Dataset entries

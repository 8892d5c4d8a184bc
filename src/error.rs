//! Error types for the fleetwatch engine
//!
//! Structured error definitions use thiserror; anyhow errors coming from the
//! binary harness are folded into [`FleetError::Other`].

use thiserror::Error;

/// Main error type for fleet engine operations
#[derive(Error, Debug)]
pub enum FleetError {
    /// Operation referenced an unknown agent
    #[error("Agent not found: {0}")]
    NotFound(String),

    /// Numeric or structural input out of range
    #[error("Invalid input: {0}")]
    InvalidInput(String),

    /// Agent id already registered
    #[error("Resource already exists: {0}")]
    AlreadyExists(String),

    /// Status change rejected by the strict transition policy
    #[error("Invalid status transition for {agent_id}: {from} -> {to}")]
    InvalidTransition {
        agent_id: String,
        from: String,
        to: String,
    },

    /// A lock guarding shared state was poisoned by a panicking writer
    #[error("Lock poisoned: {0}")]
    Lock(String),

    /// Configuration error
    #[error("Configuration error: {0}")]
    Config(String),

    /// I/O error
    #[error("I/O error: {0}")]
    Io(#[from] std::io::Error),

    /// Serialization error
    #[error("Serialization error: {0}")]
    Serialization(#[from] serde_json::Error),

    /// Generic error with context
    #[error("{0}")]
    Other(String),
}

/// Result type alias for fleet engine operations
pub type Result<T> = std::result::Result<T, FleetError>;

/// Convert anyhow::Error to FleetError
impl From<anyhow::Error> for FleetError {
    fn from(err: anyhow::Error) -> Self {
        FleetError::Other(err.to_string())
    }
}

impl From<toml::de::Error> for FleetError {
    fn from(err: toml::de::Error) -> Self {
        FleetError::Config(format!("Failed to parse config: {}", err))
    }
}

impl From<toml::ser::Error> for FleetError {
    fn from(err: toml::ser::Error) -> Self {
        FleetError::Config(format!("Failed to serialize config: {}", err))
    }
}
//! End-to-end fleet scenarios
//!
//! Exercises the engine through its public producer and reader API only.

mod common;

use chrono::Utc;
use common::{at_offset, empty_engine, engine_with_agents, event_between, ActivityGenerator};
use fleetwatch_core::types::event_types;
use fleetwatch_core::{
    AgentStatus, EventFilter, FleetConfig, FleetEngine, FleetError, MetricsUpdate,
    NewCoordinationEvent,
};

fn assert_close(actual: f64, expected: f64) {
    assert!(
        (actual - expected).abs() < 1e-9,
        "expected {}, got {}",
        expected,
        actual
    );
}

#[test]
fn test_first_sample_sets_average_and_health() {
    let engine = engine_with_agents(&["a1"]);

    let health = engine
        .update_metrics(
            "a1",
            MetricsUpdate::new()
                .requests(1)
                .response_time_ms(100.0)
                .success(true)
                .load(0.2),
        )
        .unwrap();

    let agent = engine.get_agent("a1").unwrap().unwrap();
    assert_close(agent.metrics.average_response_time_ms, 100.0);
    assert_close(agent.metrics.success_rate, 1.0);
    // 0.4 * 1.0 + 0.3 * 0.9 + 0.2 * 0.8 + 0.1 * 1.0
    assert_close(health, 0.93);
    assert_close(agent.health_score, 0.93);
}

#[test]
fn test_second_sample_rolls_average_and_counts_failure() {
    let engine = engine_with_agents(&["a1"]);
    engine
        .update_metrics(
            "a1",
            MetricsUpdate::new()
                .requests(1)
                .response_time_ms(100.0)
                .success(true)
                .load(0.2),
        )
        .unwrap();
    engine
        .update_metrics(
            "a1",
            MetricsUpdate::new()
                .requests(1)
                .response_time_ms(300.0)
                .success(false),
        )
        .unwrap();

    let metrics = engine.get_agent("a1").unwrap().unwrap().metrics;
    assert_eq!(metrics.requests_processed, 2);
    assert_close(metrics.average_response_time_ms, 200.0);
    assert_eq!(metrics.error_count, 1);
    assert_close(metrics.success_rate, 0.5);
}

#[test]
fn test_transaction_workflow_graph() {
    let engine = empty_engine();
    let base = Utc::now();
    let log = engine.event_log();

    log.append(event_between(event_types::REQUEST, "a1", "a2", "t1", at_offset(base, 0)))
        .unwrap();
    log.append(event_between(event_types::RESPONSE, "a2", "a1", "t1", at_offset(base, 1)))
        .unwrap();
    log.append(event_between(event_types::ESCALATION, "a1", "a3", "t1", at_offset(base, 2)))
        .unwrap();
    log.append(event_between(event_types::REQUEST, "a4", "a5", "t2", at_offset(base, 3)))
        .unwrap();

    let graph = engine.workflow("t1").unwrap();
    let mut nodes = graph.nodes.clone();
    nodes.sort();
    assert_eq!(nodes, vec!["a1", "a2", "a3"]);
    assert_eq!(graph.edges.len(), 3);
    assert_eq!(graph.total_events, 3);
    let types: Vec<_> = graph.timeline.iter().map(|e| e.event_type.as_str()).collect();
    assert_eq!(
        types,
        vec![event_types::REQUEST, event_types::RESPONSE, event_types::ESCALATION]
    );
    assert_eq!(graph.edges[2].from, "a1");
    assert_eq!(graph.edges[2].to, "a3");
}

#[test]
fn test_uneven_workload_scores_below_even_workload() {
    let skewed = engine_with_agents(&["a1", "a2"]);
    skewed
        .update_metrics("a1", MetricsUpdate::new().requests(90))
        .unwrap();
    skewed
        .update_metrics("a2", MetricsUpdate::new().requests(10))
        .unwrap();

    let even = engine_with_agents(&["a1", "a2"]);
    even.update_metrics("a1", MetricsUpdate::new().requests(50))
        .unwrap();
    even.update_metrics("a2", MetricsUpdate::new().requests(50))
        .unwrap();

    let skewed_score = skewed
        .workload_distribution()
        .unwrap()
        .balance_metrics
        .balance_score;
    let even_score = even
        .workload_distribution()
        .unwrap()
        .balance_metrics
        .balance_score;

    assert!(skewed_score < even_score);
    assert_close(even_score, 1.0);
}

#[test]
fn test_empty_fleet_views_default_without_error() {
    let engine = empty_engine();

    let summary = engine.dashboard_summary().unwrap();
    assert_eq!(summary.agents.total, 0);
    assert_eq!(summary.performance.total_requests_processed, 0);
    assert_eq!(summary.performance.total_errors, 0);
    assert_close(summary.performance.overall_success_rate, 1.0);

    let workload = engine.workload_distribution().unwrap();
    assert!(workload.distribution.is_empty());
    assert_close(workload.balance_metrics.balance_score, 1.0);

    let efficiency = engine.coordination_efficiency().unwrap();
    assert_eq!(efficiency.total_events, 0);
    assert_close(efficiency.efficiency_score, 1.0);
    assert_close(efficiency.overall_success_rate, 1.0);
}

#[test]
fn test_log_keeps_last_thousand_oldest_first() {
    let engine = empty_engine();
    let base = Utc::now();
    for i in 0..1500 {
        engine
            .event_log()
            .append(event_between(
                event_types::COORDINATION,
                &format!("src{}", i),
                "sink",
                "bulk",
                at_offset(base, i),
            ))
            .unwrap();
    }

    let events = engine.event_log().snapshot().unwrap();
    assert_eq!(events.len(), 1000);
    assert_eq!(events.first().unwrap().source_agent, "src500");
    assert_eq!(events.last().unwrap().source_agent, "src1499");
    assert!(events
        .windows(2)
        .all(|pair| pair[0].timestamp < pair[1].timestamp));
}

#[test]
fn test_history_evicts_oldest_first() {
    let engine = engine_with_agents(&["a1"]);
    for i in 1..=120u64 {
        engine
            .update_metrics("a1", MetricsUpdate::new().requests(1).load(i as f64 / 1000.0))
            .unwrap();
    }

    let history = engine.metrics_history("a1", 500).unwrap();
    assert_eq!(history.len(), 100);
    assert_close(history.first().unwrap().load, 0.021);
    assert_close(history.last().unwrap().load, 0.12);
}

#[test]
fn test_repeated_reads_are_identical() {
    let engine = FleetEngine::from_config(&FleetConfig::default()).unwrap();
    let ids = [
        "txn_analyzer_001",
        "pattern_detector_001",
        "risk_assessor_001",
    ];
    ActivityGenerator::new(7).drive(&engine, &ids, 25);
    engine
        .log_event(
            NewCoordinationEvent::new(event_types::REQUEST, "orchestrator_001")
                .target("txn_analyzer_001")
                .transaction("t-9")
                .duration_ms(40.0),
        )
        .unwrap();

    let now = Utc::now();
    let analytics = engine.analytics();
    assert_eq!(
        analytics.dashboard_summary_at(now).unwrap(),
        analytics.dashboard_summary_at(now).unwrap()
    );
    assert_eq!(
        analytics.workload_distribution_at(now).unwrap(),
        analytics.workload_distribution_at(now).unwrap()
    );
    assert_eq!(
        analytics.coordination_efficiency_at(now).unwrap(),
        analytics.coordination_efficiency_at(now).unwrap()
    );
    assert_eq!(
        analytics.performance_trend("txn_analyzer_001").unwrap(),
        analytics.performance_trend("txn_analyzer_001").unwrap()
    );
    assert_eq!(engine.workflow("t-9").unwrap(), engine.workflow("t-9").unwrap());
}

#[test]
fn test_failed_update_leaves_other_agents_untouched() {
    let engine = engine_with_agents(&["a1", "a2"]);
    engine
        .update_metrics("a2", MetricsUpdate::new().requests(3).load(0.4))
        .unwrap();
    let before = engine.list_agents().unwrap();

    assert!(matches!(
        engine.update_metrics("a1", MetricsUpdate::new().load(-0.1)),
        Err(FleetError::InvalidInput(_))
    ));
    assert!(matches!(
        engine.update_metrics("ghost", MetricsUpdate::new().requests(1)),
        Err(FleetError::NotFound(_))
    ));
    assert!(matches!(
        engine.update_status("ghost", AgentStatus::Busy),
        Err(FleetError::NotFound(_))
    ));

    assert_eq!(engine.list_agents().unwrap(), before);
    assert!(engine.event_log().is_empty().unwrap());
}

#[test]
fn test_event_queries_by_agent_and_transaction() {
    let engine = empty_engine();
    let base = Utc::now();
    let log = engine.event_log();
    log.append(event_between(event_types::REQUEST, "a1", "a2", "t1", at_offset(base, 0)))
        .unwrap();
    log.append(event_between(event_types::REQUEST, "a3", "a1", "t2", at_offset(base, 1)))
        .unwrap();
    log.append(event_between(event_types::REQUEST, "a3", "a4", "t2", at_offset(base, 2)))
        .unwrap();

    let a1 = engine
        .coordination_events(&EventFilter::new().agent("a1"), 100)
        .unwrap();
    assert_eq!(a1.len(), 2);

    let t2 = engine
        .coordination_events(&EventFilter::new().transaction("t2"), 1)
        .unwrap();
    assert_eq!(t2.len(), 1);
    assert_eq!(t2[0].target_agent.as_deref(), Some("a4"));

    let both = engine
        .coordination_events(&EventFilter::new().agent("a1").transaction("t2"), 100)
        .unwrap();
    assert_eq!(both.len(), 1);
    assert_eq!(both[0].source_agent, "a3");

    assert!(engine.workflow("t404").unwrap().is_empty());
}

#[test]
fn test_status_relay_and_dashboard_counts() {
    let engine = FleetEngine::from_config(&FleetConfig::default()).unwrap();
    engine
        .update_status("compliance_001", AgentStatus::Offline)
        .unwrap();
    engine
        .update_status("compliance_001", AgentStatus::Busy)
        .unwrap();
    engine
        .update_status("pattern_detector_001", AgentStatus::Error)
        .unwrap();

    let summary = engine.dashboard_summary().unwrap();
    assert_eq!(summary.agents.total, 5);
    assert_eq!(summary.agents.active, 3);
    assert_eq!(summary.agents.busy, 1);
    assert_eq!(summary.agents.error, 1);
    assert_eq!(summary.agents.offline, 0);
}

#[test]
fn test_non_finite_event_duration_is_rejected() {
    let engine = empty_engine();
    engine
        .log_event(
            NewCoordinationEvent::new(event_types::REQUEST, "a1")
                .target("a2")
                .duration_ms(100.0),
        )
        .unwrap();

    for bad in [f64::NAN, -5_000.0] {
        let result = engine.log_event(
            NewCoordinationEvent::new(event_types::REQUEST, "a1")
                .target("a2")
                .duration_ms(bad),
        );
        assert!(matches!(result, Err(FleetError::InvalidInput(_))));
    }

    assert_eq!(engine.event_log().len().unwrap(), 1);
    let efficiency = engine.coordination_efficiency().unwrap();
    assert_close(efficiency.avg_coordination_time_ms, 100.0);
    assert_close(efficiency.efficiency_score, 0.94);
}

#[test]
fn test_oversized_summary_window_errors_instead_of_panicking() {
    let mut config = FleetConfig::empty_fleet();
    config.analytics.summary_window_minutes = i64::MAX;
    assert!(matches!(config.validate(), Err(FleetError::Config(_))));
    assert!(FleetEngine::from_config(&config).is_err());

    // Settings built in code skip config validation
    let engine = FleetEngine::new(config.engine.clone(), config.analytics.clone());
    assert!(matches!(engine.dashboard_summary(), Err(FleetError::InvalidInput(_))));
    assert!(matches!(
        engine.event_log().recent(i64::MAX),
        Err(FleetError::InvalidInput(_))
    ));
}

### Activity
Count of lines that include "impl" in the records above: write that value only.

### Your response
3